Screen Rant’s Kofi Outlaw Reviews Wanderlust
Wanderlust stars Paul Rudd and Jennifer Aniston as George and Linda, a Manhattanite married couple caught in the rush of yuppie life. Paul works a corporate job he doesn’t really care for, so that Linda can continue her perennial search for a career and life purpose. When a very bad day leaves George without a job and Linda with her creative hopes dashed, the couple realizes their NYC run is over, as they can no longer afford their shoebox apartment in the expensive zip code.
Defeated and depressed, George and Linda pack up their things and hit the road for Atlanta, to shack up with George’s obnoxious brother Rick (Ken Marino, who co-wrote the script) and Rick’s Real Housewives spouse, Marissa (Michaela Watkins). Along the road they stop over at the scenic Elysium Bed and Breakfast, which turns into a (literally) mind-altering experience, as George and Linda discover that the B&B houses a commune of free-spirited and eccentric characters, led by a handsome and charismatic hippie named Seth (Justin Theroux).
After that happy first night, the Elysium gang beg George and Linda to stay and join their community, but the uptight couple isn’t ready to ‘drink the Kool-Aid’ of communal living and free-love just yet. A brief but hellish stay at Rick and Marissa’s house changes all that, and before they know it, George and Linda are right back on Elysium’s doorstep, ready to reject their stressful rat-race existence and embrace the ideals of hippie living.

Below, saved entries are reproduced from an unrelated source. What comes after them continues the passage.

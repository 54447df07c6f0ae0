//! Property-based tests for wallet ledger invariants
//!
//! These tests use proptest to verify critical invariants:
//! - Ledger consistency: balance == Σ(transactions.amount)
//! - Non-negativity: no sequence of operations drives a balance below zero
//! - Transfer conservation: a transfer moves money, never creates or destroys it

use proptest::prelude::*;
use rust_decimal::Decimal;
use uuid::Uuid;
use wallet_core::{Caller, Config, Error, Role, WalletService};

/// Strategy for generating valid amounts (positive decimals, two places)
fn amount_strategy() -> impl Strategy<Value = Decimal> {
    (1u64..1_000_000_00u64).prop_map(|cents| Decimal::new(cents as i64, 2))
}

/// One step of wallet activity
#[derive(Debug, Clone)]
enum Op {
    Deposit(Decimal),
    Withdraw(Decimal),
}

fn op_strategy() -> impl Strategy<Value = Op> {
    prop_oneof![
        amount_strategy().prop_map(Op::Deposit),
        amount_strategy().prop_map(Op::Withdraw),
    ]
}

/// Create test service with temp directory
fn create_test_service() -> (WalletService, tempfile::TempDir) {
    let temp_dir = tempfile::tempdir().unwrap();
    let mut config = Config::default();
    config.data_dir = temp_dir.path().to_path_buf();
    (WalletService::open(config).unwrap(), temp_dir)
}

proptest! {
    #![proptest_config(ProptestConfig::with_cases(50))]

    /// Property: after any operation sequence, balance equals the ledger sum
    /// and never goes negative
    #[test]
    fn prop_ledger_sum_matches_balance(ops in prop::collection::vec(op_strategy(), 1..30)) {
        let rt = tokio::runtime::Runtime::new().unwrap();
        rt.block_on(async {
            let (service, _temp) = create_test_service();
            let user_id = Uuid::new_v4();
            let client = Caller::new(user_id, Role::Client);
            let freelancer = Caller::new(user_id, Role::Freelancer);

            let mut expected = Decimal::ZERO;
            for op in &ops {
                match op {
                    Op::Deposit(amount) => {
                        let balance = service.deposit(&client, *amount).await.unwrap();
                        expected += *amount;
                        prop_assert_eq!(balance, expected);
                    }
                    Op::Withdraw(amount) => {
                        match service.withdraw(&freelancer, *amount).await {
                            Ok(balance) => {
                                expected -= *amount;
                                prop_assert_eq!(balance, expected);
                            }
                            Err(Error::InsufficientFunds { available, .. }) => {
                                // Rejected debit leaves the balance untouched
                                prop_assert!(*amount > expected);
                                prop_assert_eq!(available, expected);
                            }
                            Err(e) => return Err(TestCaseError::fail(format!("{}", e))),
                        }
                    }
                }
                prop_assert!(expected >= Decimal::ZERO);
            }

            let details = service.details(user_id).await.unwrap();
            let sum: Decimal = details.transactions.iter().map(|t| t.amount).sum();
            prop_assert_eq!(details.balance, sum);
            prop_assert_eq!(details.balance, expected);
            prop_assert!(service.verify_ledger(user_id).unwrap());

            service.shutdown().await.unwrap();
            Ok(())
        })?;
    }

    /// Property: an overdraw always fails with InsufficientFunds and changes nothing
    #[test]
    fn prop_overdraw_always_rejected(seed in amount_strategy(), excess in amount_strategy()) {
        let rt = tokio::runtime::Runtime::new().unwrap();
        rt.block_on(async {
            let (service, _temp) = create_test_service();
            let user_id = Uuid::new_v4();
            let client = Caller::new(user_id, Role::Client);
            let freelancer = Caller::new(user_id, Role::Freelancer);

            service.deposit(&client, seed).await.unwrap();

            let result = service.withdraw(&freelancer, seed + excess).await;
            let is_insufficient_funds = matches!(result, Err(Error::InsufficientFunds { .. }));
            prop_assert!(is_insufficient_funds);

            let details = service.details(user_id).await.unwrap();
            prop_assert_eq!(details.balance, seed);
            prop_assert_eq!(details.transactions.len(), 1);

            service.shutdown().await.unwrap();
            Ok(())
        })?;
    }

    /// Property: a transfer conserves the combined balance of both wallets
    /// and appends exactly one release entry per side
    #[test]
    fn prop_transfer_conserves_money(seed in amount_strategy(), fraction in 1u32..100) {
        let rt = tokio::runtime::Runtime::new().unwrap();
        rt.block_on(async {
            let (service, _temp) = create_test_service();
            let client = Caller::new(Uuid::new_v4(), Role::Client);
            let freelancer_id = Uuid::new_v4();

            service.deposit(&client, seed).await.unwrap();

            let amount = (seed * Decimal::from(fraction) / Decimal::from(100))
                .round_dp(2)
                .max(Decimal::new(1, 2));

            service
                .transfer(client.user_id, freelancer_id, amount, "Milestone work")
                .await
                .unwrap();

            let client_details = service.details(client.user_id).await.unwrap();
            let freelancer_details = service.details(freelancer_id).await.unwrap();

            prop_assert_eq!(client_details.balance + freelancer_details.balance, seed);
            prop_assert_eq!(freelancer_details.transactions.len(), 1);
            prop_assert_eq!(client_details.transactions.len(), 2); // deposit + debit
            prop_assert!(service.verify_ledger(client.user_id).unwrap());
            prop_assert!(service.verify_ledger(freelancer_id).unwrap());

            service.shutdown().await.unwrap();
            Ok(())
        })?;
    }
}
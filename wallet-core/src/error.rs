//! Error types for the wallet core

use rust_decimal::Decimal;
use thiserror::Error;

/// Result type for wallet operations
pub type Result<T> = std::result::Result<T, Error>;

/// Wallet errors
#[derive(Error, Debug)]
pub enum Error {
    /// Amount is zero, negative, or otherwise unusable
    #[error("Invalid amount: {0}")]
    InvalidAmount(String),

    /// Debit exceeds the payer's balance; no mutation took place
    #[error("Insufficient funds: requested {requested}, available {available}")]
    InsufficientFunds {
        /// Balance at the time of the check
        available: Decimal,
        /// Amount the caller asked to debit
        requested: Decimal,
    },

    /// Caller role does not permit the operation
    #[error("Forbidden: {0}")]
    Forbidden(String),

    /// Storage error (RocksDB)
    #[error("Storage error: {0}")]
    Storage(String),

    /// Serialization error
    #[error("Serialization error: {0}")]
    Serialization(#[from] bincode::Error),

    /// Concurrency error (actor mailbox closed, etc.)
    #[error("Concurrency error: {0}")]
    Concurrency(String),

    /// Configuration error
    #[error("Configuration error: {0}")]
    Config(String),

    /// IO error
    #[error("IO error: {0}")]
    Io(#[from] std::io::Error),

    /// Generic error
    #[error("{0}")]
    Other(String),
}

impl From<rocksdb::Error> for Error {
    fn from(err: rocksdb::Error) -> Self {
        Error::Storage(err.to_string())
    }
}

impl From<String> for Error {
    fn from(msg: String) -> Self {
        Error::Other(msg)
    }
}

impl From<&str> for Error {
    fn from(msg: &str) -> Self {
        Error::Other(msg.to_string())
    }
}
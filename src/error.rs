//! 统一错误类型模块
//!
//! # 设计思路
//!
//! 剪贴板宿主层面的错误统一为 `ClipboardError`，
//! 导出处理器内部的错误（`ExportError`）通过 `From` 自动上转，无需手动 map。
//!
//! # 实现思路
//!
//! - 使用 `thiserror` 派生可读错误消息。
//! - “没有可提供的格式”单独成为一个分支，调用方可据此判断“什么都没复制”。

use crate::image_handler::ExportError;

/// 剪贴板层统一错误类型
#[derive(Debug, thiserror::Error)]
pub enum ClipboardError {
    /// 图片既没有像素、也没有位置与元数据，无法声明所有权
    #[error("没有可提供的剪贴板格式")]
    NothingToOffer,

    /// 宿主拒绝了所有权注册
    #[error("注册剪贴板所有者失败: {0}")]
    Registration(String),

    /// 系统剪贴板不可用
    #[error("剪贴板不可用: {0}")]
    Unavailable(String),

    /// 配置不合法
    #[error("配置错误: {0}")]
    Config(String),

    /// 导出处理器错误
    #[error("{0}")]
    Export(#[from] ExportError),
}
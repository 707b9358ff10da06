//! 选区数据：一次“按目标取数据”请求的载体
//!
//! # 设计思路
//!
//! 宿主为每次请求创建一个 `SelectionData`，所有者往里放入至多一份数据。
//! 各 setter 与目标类型匹配时才接受数据（文本只放进文本目标，URI 列表只放进
//! `text/uri-list`，像素只放进图片目标），原始字节则不做限制。
//!
//! # 实现思路
//!
//! 数据以语义形式保存（文本、URI 列表、共享像素），
//! 由宿主在真正需要字节时调用 `to_bytes` 转换为线上格式。

use bytes::Bytes;

use super::targets::{MIME_URI_LIST, is_image_target, is_text_target};
use crate::image_handler::{ExportConfig, ExportError, Pixbuf, pipeline};

/// 所有者提供的数据。
#[derive(Debug, Clone)]
pub enum Payload {
    /// 指定 MIME 类型的原始字节。
    Bytes { mime: String, data: Bytes },
    /// 共享像素数据，按请求目标编码。
    Image(Pixbuf),
    Text(String),
    Uris(Vec<String>),
}

/// 单次请求的选区数据。
#[derive(Debug, Clone)]
pub struct SelectionData {
    target: String,
    payload: Option<Payload>,
}

impl SelectionData {
    pub fn new(target: impl Into<String>) -> Self {
        Self {
            target: target.into(),
            payload: None,
        }
    }

    /// 被请求的目标名。
    pub fn target(&self) -> &str {
        &self.target
    }

    /// 放入原始字节。
    pub fn set(&mut self, mime: &str, data: impl Into<Bytes>) {
        self.payload = Some(Payload::Bytes {
            mime: mime.to_string(),
            data: data.into(),
        });
    }

    /// 放入像素数据；仅图片目标接受。
    pub fn set_pixbuf(&mut self, pixbuf: Pixbuf) -> bool {
        if !is_image_target(&self.target) {
            log::debug!("⏭️ 目标 {} 不接受图片数据", self.target);
            return false;
        }
        self.payload = Some(Payload::Image(pixbuf));
        true
    }

    /// 放入文本；仅文本目标接受。
    pub fn set_text(&mut self, text: &str) -> bool {
        if !is_text_target(&self.target) {
            log::debug!("⏭️ 目标 {} 不接受文本数据", self.target);
            return false;
        }
        self.payload = Some(Payload::Text(text.to_string()));
        true
    }

    /// 放入 URI 列表；仅 `text/uri-list` 接受。
    pub fn set_uris(&mut self, uris: Vec<String>) -> bool {
        if !self.target.eq_ignore_ascii_case(MIME_URI_LIST) {
            log::debug!("⏭️ 目标 {} 不接受 URI 列表", self.target);
            return false;
        }
        self.payload = Some(Payload::Uris(uris));
        true
    }

    pub fn payload(&self) -> Option<&Payload> {
        self.payload.as_ref()
    }

    pub fn is_set(&self) -> bool {
        self.payload.is_some()
    }

    pub fn text(&self) -> Option<&str> {
        match &self.payload {
            Some(Payload::Text(text)) => Some(text.as_str()),
            _ => None,
        }
    }

    pub fn uris(&self) -> Option<&[String]> {
        match &self.payload {
            Some(Payload::Uris(uris)) => Some(uris.as_slice()),
            _ => None,
        }
    }

    pub fn pixbuf(&self) -> Option<&Pixbuf> {
        match &self.payload {
            Some(Payload::Image(pixbuf)) => Some(pixbuf),
            _ => None,
        }
    }

    /// 原始字节数据及其 MIME 类型。
    pub fn data(&self) -> Option<(&str, &Bytes)> {
        match &self.payload {
            Some(Payload::Bytes { mime, data }) => Some((mime.as_str(), data)),
            _ => None,
        }
    }

    /// 转换为线上字节；未放入数据时返回 `None`。
    ///
    /// URI 列表按 RFC 2483 以 CRLF 结尾每一行。
    pub fn to_bytes(&self, config: &ExportConfig) -> Result<Option<Bytes>, ExportError> {
        let Some(payload) = &self.payload else {
            return Ok(None);
        };

        let bytes = match payload {
            Payload::Bytes { data, .. } => data.clone(),
            Payload::Text(text) => Bytes::from(text.clone().into_bytes()),
            Payload::Uris(uris) => {
                let mut list = String::new();
                for uri in uris {
                    list.push_str(uri);
                    list.push_str("\r\n");
                }
                Bytes::from(list.into_bytes())
            }
            Payload::Image(pixbuf) => {
                Bytes::from(pipeline::encode_pixbuf(pixbuf, &self.target, config)?)
            }
        };

        Ok(Some(bytes))
    }
}
//! # 图片导出模块（image_handler）
//!
//! ## 设计思路
//!
//! 该模块把“图片快照 → 目标列表 → 声明所有权 → 按需提供数据 → 释放”
//! 按职责拆分为多个子模块：
//!
//! - `source`：图片来源约定（外部协作者）与最小实现
//! - `config/error`：导出配置与错误
//! - `pipeline`：像素按请求的 MIME 类型编码
//! - `xmp`：可选的元数据导出能力
//! - `handler`：剪贴板所有者本身
//!
//! ## 新同事快速上手
//!
//! ```text
//! 查看器“复制”动作
//!    ↓
//! handler.rs（快照 + 声明所有权）
//!    ├─ source.rs（读取像素 / URI / 元数据副本）
//!    └─ clipboard::ClipboardHost（宿主注册）
//!    ↓
//! 宿主回调 on_request
//!    ├─ pipeline.rs（图片目标编码）
//!    └─ xmp.rs（元数据序列化）
//! ```

mod config;
mod error;
mod handler;
pub(crate) mod pipeline;
mod source;
pub mod xmp;

pub use config::ExportConfig;
pub use error::ExportError;
pub use handler::{ClipboardHandler, HandlerState};
pub use pipeline::encode_pixbuf;
pub use source::{ImageSource, Pixbuf, StaticImage};
pub use xmp::{XmpDocument, XmpError, XmpPacket};
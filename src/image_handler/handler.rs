//! # 剪贴板导出处理器
//!
//! ## 设计思路
//!
//! `ClipboardHandler` 在用户点击“复制”时由当前图片构造一次，
//! 构造时对图片做快照（像素、来源 URI、元数据副本），之后字段只读。
//! 它把自己注册为剪贴板所有者，在被取代之前按需响应各种目标的请求。
//!
//! ## 实现思路
//!
//! - 处理器以 `Rc<ClipboardHandler>` 形式存在，宿主持有的强引用决定其生命周期；
//!   最后一个引用释放时 `Drop` 释放像素、URI 与元数据，各自恰好一次。
//! - 状态机：`Unclaimed → Claimed → Released`，注册失败或无可提供格式时
//!   直接 `Unclaimed → Released`。`Released` 为终态。
//! - 元数据能力由 `xmp` 特性控制，关闭时快照中始终没有元数据。
//!
//! ```text
//! 用户复制
//!    ↓
//! ClipboardHandler::new(&image)      快照字段
//!    ↓
//! copy_to_clipboard(&clipboard)      计算目标 → set_with_owner
//!    ↓
//! on_request(selection, info)        宿主按需取数（可多次）
//!    ↓
//! on_ownership_lost()                被取代 → 宿主释放引用 → Drop
//! ```

use std::cell::Cell;
use std::fmt;
use std::rc::Rc;

use super::source::{ImageSource, Pixbuf};
use super::xmp::{self, MIME_TYPE_XMP, XmpDocument};
use super::{ExportConfig, ExportError};
use crate::clipboard::targets::is_image_target;
use crate::clipboard::{ClipboardHost, ClipboardOwner, SelectionData, TargetKind, TargetList};
use crate::error::ClipboardError;

/// 处理器所处的所有权阶段。
#[derive(Debug, Clone, Copy, PartialEq, Eq)]
pub enum HandlerState {
    /// 已构造，尚未注册。
    Unclaimed,
    /// 当前剪贴板所有者。
    Claimed,
    /// 已失去所有权（终态）。
    Released,
}

/// 剪贴板导出处理器。
pub struct ClipboardHandler {
    pixbuf: Option<Pixbuf>,
    uri: Option<String>,
    xmp: Option<Box<dyn XmpDocument>>,
    config: ExportConfig,
    state: Cell<HandlerState>,
}

impl fmt::Debug for ClipboardHandler {
    fn fmt(&self, f: &mut fmt::Formatter<'_>) -> fmt::Result {
        f.debug_struct("ClipboardHandler")
            .field("has_pixbuf", &self.pixbuf.is_some())
            .field("uri", &self.uri)
            .field("has_xmp", &self.xmp.is_some())
            .field("state", &self.state.get())
            .finish()
    }
}

impl ClipboardHandler {
    /// 使用默认配置对图片做快照。
    ///
    /// # 示例
    /// ```rust
    /// use image_clipboard_handler::clipboard::MemoryClipboard;
    /// use image_clipboard_handler::image_handler::{ClipboardHandler, StaticImage};
    ///
    /// let image = StaticImage::new().with_uri("file:///tmp/a.png");
    /// let clipboard = MemoryClipboard::new();
    /// ClipboardHandler::new(&image).copy_to_clipboard(&clipboard)?;
    /// assert_eq!(clipboard.request_text().as_deref(), Some("file:///tmp/a.png"));
    /// # Ok::<(), image_clipboard_handler::ClipboardError>(())
    /// ```
    pub fn new(source: &dyn ImageSource) -> Rc<Self> {
        Self::with_config(source, ExportConfig::default())
    }

    /// 使用指定配置对图片做快照。
    pub fn with_config(source: &dyn ImageSource, config: ExportConfig) -> Rc<Self> {
        let pixbuf = source.pixbuf();
        let uri = source.uri();
        // 来源交出的是私有副本，此后由处理器独占
        let xmp = if xmp::ENABLED { source.xmp_info() } else { None };

        log::debug!(
            "📸 图片快照 - pixbuf={} uri={:?} xmp={}",
            pixbuf.is_some(),
            uri,
            xmp.is_some()
        );

        Rc::new(Self {
            pixbuf,
            uri,
            xmp,
            config,
            state: Cell::new(HandlerState::Unclaimed),
        })
    }

    pub fn state(&self) -> HandlerState {
        self.state.get()
    }

    pub fn pixbuf(&self) -> Option<&Pixbuf> {
        self.pixbuf.as_ref()
    }

    pub fn uri(&self) -> Option<&str> {
        self.uri.as_deref()
    }

    pub fn has_xmp(&self) -> bool {
        self.xmp.is_some()
    }

    pub fn config(&self) -> &ExportConfig {
        &self.config
    }

    /// 根据已有字段生成可提供的目标列表。
    pub fn target_list(&self) -> TargetList {
        let mut list = TargetList::new();

        if self.pixbuf.is_some() {
            let (image_types, ignored): (Vec<&str>, Vec<&str>) = self
                .config
                .image_mime_types
                .iter()
                .map(String::as_str)
                .partition(|mime| is_image_target(mime));
            for mime in ignored {
                log::warn!("⚠️ 配置中的 {} 不是图片类型，不注册为位图目标", mime);
            }
            list.add_image_targets(image_types.as_slice(), TargetKind::Pixbuf.info());
        }
        if self.uri.is_some() {
            list.add_text_targets(TargetKind::Text.info());
            list.add_uri_targets(TargetKind::Uri.info());
        }
        if self.xmp.is_some() {
            list.add(MIME_TYPE_XMP, TargetKind::Xmp.info());
        }

        list
    }

    /// 声明剪贴板所有权。
    ///
    /// 成功后宿主持有处理器的一个强引用，调用方可以放心丢弃自己的引用。
    /// 没有任何可提供格式或注册失败时会清空剪贴板并进入 `Released`。
    pub fn copy_to_clipboard(
        self: &Rc<Self>,
        clipboard: &dyn ClipboardHost,
    ) -> Result<(), ClipboardError> {
        match self.state.get() {
            HandlerState::Unclaimed => {}
            HandlerState::Claimed => return Err(ExportError::AlreadyClaimed.into()),
            HandlerState::Released => return Err(ExportError::Released.into()),
        }

        let targets = self.target_list().into_entries();
        if targets.is_empty() {
            log::info!("⏭️ 图片没有可复制的数据，清空剪贴板");
            self.state.set(HandlerState::Released);
            clipboard.clear();
            return Err(ClipboardError::NothingToOffer);
        }

        // 宿主可能在注册过程中就来取数，先进入 Claimed
        self.state.set(HandlerState::Claimed);
        let owner: Rc<dyn ClipboardOwner> = Rc::clone(self) as Rc<dyn ClipboardOwner>;

        match clipboard.set_with_owner(&targets, owner) {
            Ok(()) => {
                log::info!("📋 已声明剪贴板所有权 - {} 个目标", targets.len());
                Ok(())
            }
            Err(err) => {
                log::warn!("❌ 声明剪贴板所有权失败：{}", err);
                self.state.set(HandlerState::Released);
                clipboard.clear();
                Err(err)
            }
        }
    }

    fn serve_xmp(&self, selection: &mut SelectionData) -> Result<(), ExportError> {
        let doc = self.xmp.as_deref().ok_or(ExportError::MissingPayload("xmp"))?;
        match xmp::clipboard_document(doc) {
            Ok(bytes) => {
                selection.set(MIME_TYPE_XMP, bytes);
            }
            Err(err) => {
                // 序列化失败时不提供数据，不视为错误
                log::warn!("⚠️ XMP 序列化失败，本次不提供元数据：{}", err);
            }
        }
        Ok(())
    }
}

impl ClipboardOwner for ClipboardHandler {
    fn on_request(&self, selection: &mut SelectionData, info: u32) -> Result<(), ExportError> {
        match self.state.get() {
            HandlerState::Claimed => {}
            HandlerState::Unclaimed => {
                log::error!("❌ 尚未声明所有权时收到剪贴板请求：{}", selection.target());
                return Err(ExportError::NotClaimed);
            }
            HandlerState::Released => {
                log::error!("❌ 已释放所有权后收到剪贴板请求：{}", selection.target());
                return Err(ExportError::Released);
            }
        }

        let Some(kind) = TargetKind::from_info(info) else {
            log::error!("❌ 未注册的目标编号：{}（{}）", info, selection.target());
            return Err(ExportError::UnknownTarget(info));
        };

        log::debug!("📤 提供剪贴板数据 - {} ({:?})", selection.target(), kind);

        let accepted = match kind {
            TargetKind::Pixbuf => {
                let pixbuf = self.pixbuf.as_ref().ok_or(ExportError::MissingPayload("pixbuf"))?;
                selection.set_pixbuf(Rc::clone(pixbuf))
            }
            TargetKind::Text => {
                let uri = self.uri.as_deref().ok_or(ExportError::MissingPayload("uri"))?;
                selection.set_text(uri)
            }
            TargetKind::Uri => {
                let uri = self.uri.as_ref().ok_or(ExportError::MissingPayload("uri"))?;
                selection.set_uris(vec![uri.clone()])
            }
            TargetKind::Xmp => return self.serve_xmp(selection),
        };

        if !accepted {
            log::warn!("⚠️ 目标 {} 拒绝了 {:?} 数据", selection.target(), kind);
        }
        Ok(())
    }

    fn on_ownership_lost(&self) {
        match self.state.get() {
            HandlerState::Claimed => {
                log::info!("🔚 剪贴板所有权已被取代");
                self.state.set(HandlerState::Released);
            }
            state => {
                log::warn!("⚠️ 重复的所有权丢失通知（当前状态 {:?}），忽略", state);
            }
        }
    }
}

impl Drop for ClipboardHandler {
    fn drop(&mut self) {
        log::debug!(
            "🧹 释放剪贴板处理器 - pixbuf={} uri={} xmp={}",
            self.pixbuf.is_some(),
            self.uri.is_some(),
            self.xmp.is_some()
        );
    }
}

#[cfg(test)]
mod tests {
    use super::*;
    use crate::clipboard::MemoryClipboard;
    use crate::image_handler::StaticImage;
    use image::{DynamicImage, RgbaImage};

    fn pixbuf() -> Pixbuf {
        Rc::new(DynamicImage::ImageRgba8(RgbaImage::new(4, 4)))
    }

    #[test]
    fn empty_source_offers_nothing() {
        let handler = ClipboardHandler::new(&StaticImage::new());
        assert!(handler.target_list().is_empty());

        let clipboard = MemoryClipboard::new();
        let result = handler.copy_to_clipboard(&clipboard);

        assert!(matches!(result, Err(ClipboardError::NothingToOffer)));
        assert_eq!(handler.state(), HandlerState::Released);
        assert!(!clipboard.has_owner());
        assert_eq!(Rc::strong_count(&handler), 1);
    }

    #[test]
    fn pixbuf_targets_follow_config_order() {
        let config = ExportConfig {
            image_mime_types: vec!["image/bmp".to_string(), "image/png".to_string()],
            ..ExportConfig::default()
        };
        let image = StaticImage::new().with_pixbuf(pixbuf());
        let handler = ClipboardHandler::with_config(&image, config);
        let list = handler.target_list();

        let names: Vec<&str> = list.entries().iter().map(|e| e.target.as_str()).collect();
        assert_eq!(names, ["image/bmp", "image/png"]);
        assert!(list.entries().iter().all(|e| e.info == TargetKind::Pixbuf.info()));
    }

    #[test]
    fn non_image_mime_in_config_keeps_text_targets() {
        let config = ExportConfig {
            image_mime_types: vec!["text/plain".to_string(), "image/png".to_string()],
            ..ExportConfig::default()
        };
        let image = StaticImage::new()
            .with_pixbuf(pixbuf())
            .with_uri("file:///tmp/a.png");
        let handler = ClipboardHandler::with_config(&image, config);
        assert_eq!(handler.config().image_mime_types[0], "text/plain");

        let list = handler.target_list();
        assert_eq!(list.find("text/plain").map(|e| e.info), Some(TargetKind::Text.info()));
        assert_eq!(list.find("image/png").map(|e| e.info), Some(TargetKind::Pixbuf.info()));

        let clipboard = MemoryClipboard::new();
        handler.copy_to_clipboard(&clipboard).unwrap();
        let selection = clipboard.request("text/plain").expect("text served");
        assert_eq!(selection.text(), Some("file:///tmp/a.png"));
    }

    #[test]
    fn snapshot_ignores_later_source_changes() {
        let mut image = StaticImage::new()
            .with_pixbuf(pixbuf())
            .with_uri("file:///tmp/a.png");
        let handler = ClipboardHandler::new(&image);

        image.set_uri(Some("file:///tmp/b.png".to_string()));
        image.set_pixbuf(None);

        assert_eq!(handler.uri(), Some("file:///tmp/a.png"));
        assert!(handler.pixbuf().is_some());
    }

    #[test]
    fn request_before_claim_is_rejected() {
        let handler = ClipboardHandler::new(&StaticImage::new().with_uri("file:///x"));
        let mut selection = SelectionData::new("text/plain");
        let err = handler
            .on_request(&mut selection, TargetKind::Text.info())
            .unwrap_err();
        assert!(matches!(err, ExportError::NotClaimed));
    }

    #[test]
    fn unknown_info_is_a_contract_violation() {
        let handler = ClipboardHandler::new(&StaticImage::new().with_uri("file:///x"));
        let clipboard = MemoryClipboard::new();
        handler.copy_to_clipboard(&clipboard).unwrap();

        let mut selection = SelectionData::new("text/plain");
        let err = handler.on_request(&mut selection, 99).unwrap_err();
        assert!(matches!(err, ExportError::UnknownTarget(99)));
        assert!(!selection.is_set());
    }

    #[test]
    fn missing_field_is_reported() {
        let handler = ClipboardHandler::new(&StaticImage::new().with_uri("file:///x"));
        let clipboard = MemoryClipboard::new();
        handler.copy_to_clipboard(&clipboard).unwrap();

        let mut selection = SelectionData::new("image/png");
        let err = handler
            .on_request(&mut selection, TargetKind::Pixbuf.info())
            .unwrap_err();
        assert!(matches!(err, ExportError::MissingPayload("pixbuf")));
    }

    #[test]
    fn second_claim_is_rejected() {
        let handler = ClipboardHandler::new(&StaticImage::new().with_uri("file:///x"));
        let clipboard = MemoryClipboard::new();
        handler.copy_to_clipboard(&clipboard).unwrap();

        let err = handler.copy_to_clipboard(&clipboard).unwrap_err();
        assert!(matches!(err, ClipboardError::Export(ExportError::AlreadyClaimed)));
        assert_eq!(handler.state(), HandlerState::Claimed);
    }
}
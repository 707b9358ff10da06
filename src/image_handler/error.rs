//! # 错误模型模块
//!
//! ## 设计思路
//!
//! 导出处理器在响应宿主回调时可能遇到的错误都收敛到 `ExportError`。
//! 其中 `UnknownTarget` / `Released` / `NotClaimed` 属于调用方违反协议，
//! 只用于诊断，不做恢复。

use super::xmp::XmpError;

/// 导出处理器统一错误类型。
///
/// 在宿主层会被上转为 `ClipboardError`。
#[derive(Debug, thiserror::Error)]
pub enum ExportError {
    #[error("未知的剪贴板目标：info={0}")]
    UnknownTarget(u32),

    #[error("请求的数据不存在：{0}")]
    MissingPayload(&'static str),

    #[error("处理器已释放剪贴板所有权")]
    Released,

    #[error("处理器尚未成为剪贴板所有者")]
    NotClaimed,

    #[error("处理器已经是剪贴板所有者")]
    AlreadyClaimed,

    #[error("编码错误：{0}")]
    Encode(String),

    #[error("资源限制：{0}")]
    ResourceLimit(String),

    #[error("元数据错误：{0}")]
    Metadata(#[from] XmpError),
}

But when the couple starts to grow in separate directions, they discover that the idealized view of commune life doesn’t quite match up to the reality.
Wanderlust was produced by Judd Apatow and features the mix of heart, quirkiness and raunch that has become the comedic filmmaker’s signature brand. The movie was directed and co-written by David Wain, whose other big film credit, Role Models, is also a heart-meets-raunch comedy that fits hand-in-hand with the comedic stylings of ‘Camp Apatow’ (and also starred Rudd, coincidentally enough). Wain does a pretty good job at the helm, but as is usually the case with this type of comedy, there is a bit of unevenness in the tone of the film, resulting in uneven reactions to the situations and jokes being offered.
This was especially clear in my theater, as the big laughs tended to be sporadic and varied in their appeal. For example: those who were amused by the slapstick comedy weren’t as amused by the multiple Rated-R moments (which include a lot of frontal male nudity, baby birthing and sex humor) – while those who bust a gut at the low-brow raunchy stuff tended to cringe at the moments of sardonic wit or scathing satire. That’s not to say the film on the whole isn’t enjoyable or fun, but the hit/miss ratio of the jokes is higher than most people will want it to be.
What holds Wanderlust together – surprisingly enough – is the story arc of George and Linda’s relationship. The film succeeds more as a date movie than anything else, and the fact that Aniston and Rudd are both likable and pitch-perfect in their respective roles makes it easy to warm to their characters and become invested in their marriage. It’s hard to say whether it’s a positive or negative sign, when a comedy has you sold on the relationship drama of its protagonists, rather than anticipation of the next gag or laugh.
Scene for scene, the movie is buoyed by the cast of outrageous supporting characters, which include a novel-writing, wine-making nudist (Joe Lo Truglio), an interracial love-couple expecting a baby (Lauren Ambrose and Jordan Peele), a hot yoga instructor (Malin Akerman), an elderly burnout (Alan Alda), an angry hippie-fundamentalist (Kathryn Hahn) and an oddball den mother (Kerri Kenney). The individual talents of the cast (combined with Rudd and Aniston’s own considerable comedic chops) keep each of the sketch-like scenes mildly amusing at the very least – though, as stated, the scenes are all over the place in terms of comedy style and tone, and some are definitely stronger than others.
Justin Theroux has a long career as a writer (Tropic Thunder, Iron Man 2), character actor (Your Highness, Six Feet Under), and director (Dedication), but has largely managed to remain a chameleon as far as recognition goes. As Seth, Theroux is as unrecognizable as ever, but definitely steals just about every scene he’s in. The actor perfectly balances his hippie-leader between naivete, delusion and scumminess - but is always humorous, no matter the tone of the scene. People will walk away remembering the character, even if they won’t be able to recognize the face behind the ponytail and bushy beard.
The best way to sum up Wanderlust is with the words “harmless” and “amusing.” The gust-busting laughs are sparse, but the chuckles are plenty, and the central romantic narrative is both engaging and enjoyable. Consider it date night approved.
Wanderlust is now in theaters.
Wanderlust is rated R for sexual content, graphic nudity, language and drug use.